Part of me thought I could use my experience of dating online to draw upon for stories.

Yet today, after being cancelled on by a gorgoeus guy (they all seem so flaky) all I can feel is sadness and let down.  Crappy feeling.

You see what doesn't help is the fact that I have to go into hospital tomorrow to have a proceedure done and I'm feeling vunerable and lonesome. Some of these guys are really great people. The way I see it, if they wanted to reach out to me, they would, they certainly wouldn't be forgetting that we organised to meet or even that I have text them and they owe me one back.  It's frustrating, time consuming and definitely not the greatest way forward when we are discusssing the ego and self beleif which I so often do now on this blog.

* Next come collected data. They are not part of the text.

//! Per-profile single-flight prefetch cache.
//!
//! Each profile key owns one slot cycling through `Idle` → `Fetching` →
//! `Ready` → `Idle`. Requests joining a `Fetching` slot await the same shared
//! future, so at most one underlying batch fetch runs per key no matter how
//! many callers arrive. Serving a `Ready` batch persists its ids into the
//! profile's suggestion history before the next background fetch starts, so
//! a refill can never re-suggest what was just served.
//!
//! Fetches are driven to completion by a spawned task: an abandoned request
//! still populates the slot for the next caller. A failed fetch clears the
//! slot back to `Idle` so the next request retries instead of hanging.

use std::collections::{HashMap, HashSet};
use std::sync::atomic::{AtomicU64, Ordering};
use std::sync::Arc;

use futures::future::{BoxFuture, Shared};
use futures::FutureExt;
use tokio::sync::Mutex;

use crate::db::ProfileStore;
use crate::error::{AppError, AppResult};
use crate::models::{MovieCandidate, SuggestedMovie};
use crate::services::assembler::BatchFetcher;

type SharedFetch = Shared<BoxFuture<'static, Result<Vec<MovieCandidate>, Arc<AppError>>>>;

enum SlotState {
    Idle,
    Fetching { id: u64, task: SharedFetch },
    Ready { id: u64, batch: Vec<MovieCandidate> },
}

struct Slot {
    state: SlotState,
}

pub struct PrefetchCache {
    /// Per-key slots; this map's lock is only held to look a slot up, all
    /// real work happens under the slot's own mutex so profiles never
    /// contend with each other
    slots: Mutex<HashMap<String, Arc<Mutex<Slot>>>>,
    /// Distinguishes fetch completions so a stale driver can never clobber a
    /// newer slot state
    next_fetch_id: AtomicU64,
    fetcher: Arc<dyn BatchFetcher>,
    store: Arc<dyn ProfileStore>,
}

impl PrefetchCache {
    pub fn new(fetcher: Arc<dyn BatchFetcher>, store: Arc<dyn ProfileStore>) -> Self {
        Self {
            slots: Mutex::new(HashMap::new()),
            next_fetch_id: AtomicU64::new(0),
            fetcher,
            store,
        }
    }

    /// Returns the next suggestion batch for the profile.
    ///
    /// Joins an in-flight fetch if one is running, consumes a prefetched
    /// batch if one is ready (scheduling the next refill), or fetches
    /// synchronously on a cold miss.
    pub async fn get(&self, key: &str) -> AppResult<Vec<MovieCandidate>> {
        let slot = self.slot(key).await;
        let mut guard = slot.lock().await;

        match std::mem::replace(&mut guard.state, SlotState::Idle) {
            SlotState::Fetching { id, task } => {
                guard.state = SlotState::Fetching {
                    id,
                    task: task.clone(),
                };
                drop(guard);
                tracing::debug!(key, "Joining in-flight fetch");
                task.await.map_err(|e| join_error(&e))
            }
            SlotState::Ready { batch, .. } => {
                drop(guard);
                tracing::debug!(key, served = batch.len(), "Serving prefetched batch");

                // Served ids must be on record before the refill computes its
                // SeenSet
                self.commit_served(key, &batch).await?;
                self.start_background_fetch(key, &slot).await;
                Ok(batch)
            }
            SlotState::Idle => {
                let (id, task) = self.register_fetch(key, &slot, &mut guard);
                drop(guard);
                tracing::debug!(key, "Cold miss, fetching synchronously");

                match task.await {
                    Ok(batch) => {
                        // Another request may have consumed our completed
                        // fetch from Ready already; then it also did the
                        // bookkeeping and scheduled the refill
                        if self.release_own_fetch(&slot, id).await {
                            self.commit_served(key, &batch).await?;
                            self.start_background_fetch(key, &slot).await;
                        }
                        Ok(batch)
                    }
                    Err(e) => {
                        self.release_own_fetch(&slot, id).await;
                        Err(join_error(&e))
                    }
                }
            }
        }
    }

    async fn slot(&self, key: &str) -> Arc<Mutex<Slot>> {
        let mut slots = self.slots.lock().await;
        slots
            .entry(key.to_string())
            .or_insert_with(|| Arc::new(Mutex::new(Slot { state: SlotState::Idle })))
            .clone()
    }

    /// Puts the slot into `Fetching` with a fresh shared future and spawns
    /// the driver task that completes it.
    ///
    /// The driver parks a successful result in `Ready` and resets a failed
    /// one to `Idle`; either way it backs off if the slot moved on without it.
    fn register_fetch(
        &self,
        key: &str,
        slot: &Arc<Mutex<Slot>>,
        guard: &mut Slot,
    ) -> (u64, SharedFetch) {
        let id = self.next_fetch_id.fetch_add(1, Ordering::Relaxed);

        let fetcher = self.fetcher.clone();
        let fetch_key = key.to_string();
        let task: SharedFetch = async move { fetcher.fetch_batch(&fetch_key).await.map_err(Arc::new) }
            .boxed()
            .shared();

        guard.state = SlotState::Fetching {
            id,
            task: task.clone(),
        };

        let driver_slot = slot.clone();
        let driver_task = task.clone();
        let driver_key = key.to_string();
        tokio::spawn(async move {
            let result = driver_task.await;
            let mut guard = driver_slot.lock().await;

            let still_mine =
                matches!(&guard.state, SlotState::Fetching { id: current, .. } if *current == id);
            if !still_mine {
                return;
            }

            guard.state = match result {
                Ok(batch) => SlotState::Ready { id, batch },
                Err(e) => {
                    tracing::error!(key = %driver_key, error = %e, "Fetch failed, clearing slot");
                    SlotState::Idle
                }
            };
        });

        (id, task)
    }

    /// Clears the slot if it still belongs to fetch `id`. Returns whether it
    /// did, i.e. whether this caller is responsible for the serve
    /// bookkeeping.
    async fn release_own_fetch(&self, slot: &Arc<Mutex<Slot>>, id: u64) -> bool {
        let mut guard = slot.lock().await;
        let owns = match &guard.state {
            SlotState::Fetching { id: current, .. } | SlotState::Ready { id: current, .. } => {
                *current == id
            }
            SlotState::Idle => false,
        };
        if owns {
            guard.state = SlotState::Idle;
        }
        owns
    }

    /// Starts the next fetch in the background if nothing else already did
    async fn start_background_fetch(&self, key: &str, slot: &Arc<Mutex<Slot>>) {
        let mut guard = slot.lock().await;
        if matches!(guard.state, SlotState::Idle) {
            self.register_fetch(key, slot, &mut guard);
            tracing::debug!(key, "Background prefetch scheduled");
        }
    }

    /// Records the served batch in the profile's suggestion history.
    ///
    /// Persistence failures propagate: losing this bookkeeping would corrupt
    /// every later dedup decision.
    async fn commit_served(&self, key: &str, batch: &[MovieCandidate]) -> AppResult<()> {
        if batch.is_empty() {
            return Ok(());
        }

        // Padding may repeat ids within a batch; record each once
        let mut recorded = HashSet::new();
        let additions: Vec<SuggestedMovie> = batch
            .iter()
            .filter(|c| recorded.insert(c.id))
            .map(|c| SuggestedMovie {
                movie_id: c.id,
                movie_title: c.title.clone(),
            })
            .collect();

        self.store.append_suggested_movies(key, &additions).await
    }
}

/// Reconstructs a caller-facing error from a shared fetch error
fn join_error(err: &Arc<AppError>) -> AppError {
    match err.as_ref() {
        AppError::NotFound(msg) => AppError::NotFound(msg.clone()),
        AppError::InvalidInput(msg) => AppError::InvalidInput(msg.clone()),
        AppError::ExternalApi(msg) => AppError::ExternalApi(msg.clone()),
        other => AppError::Internal(other.to_string()),
    }
}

Perhaps there is the new book right there. A load of 'how to's' possibly and I know this will need lots of updates and editions and of course should I end up meeting 'that guy' I will have to draw the research to a close haha, I just made myself grin and laugh a little in the middle of the coffee shop as I write....what even is this? I'm not so sure I can figure it out at all.  What even is this blog post? What even am I posting? I know, let's go and grab a hot chocolate right before a nap and then that long awaited emergency surgery thing tomorrow.

Sunday 3 April 2022

Steinbeck had his blocks too!

1999 saw me keep a detailed journal of my time trying to get pregnant, becoming pregnant and single all at the same time.

Feeling more than sure this would make a compelling story, I decided to use it for the majority of my postgrad writings on this incredible Creative Writing course.  Still, I am loving it. Despite some health challenges making me think I should stop and purely focus on what is going on in my life in relation to health.  No.  Definitely not going to stop.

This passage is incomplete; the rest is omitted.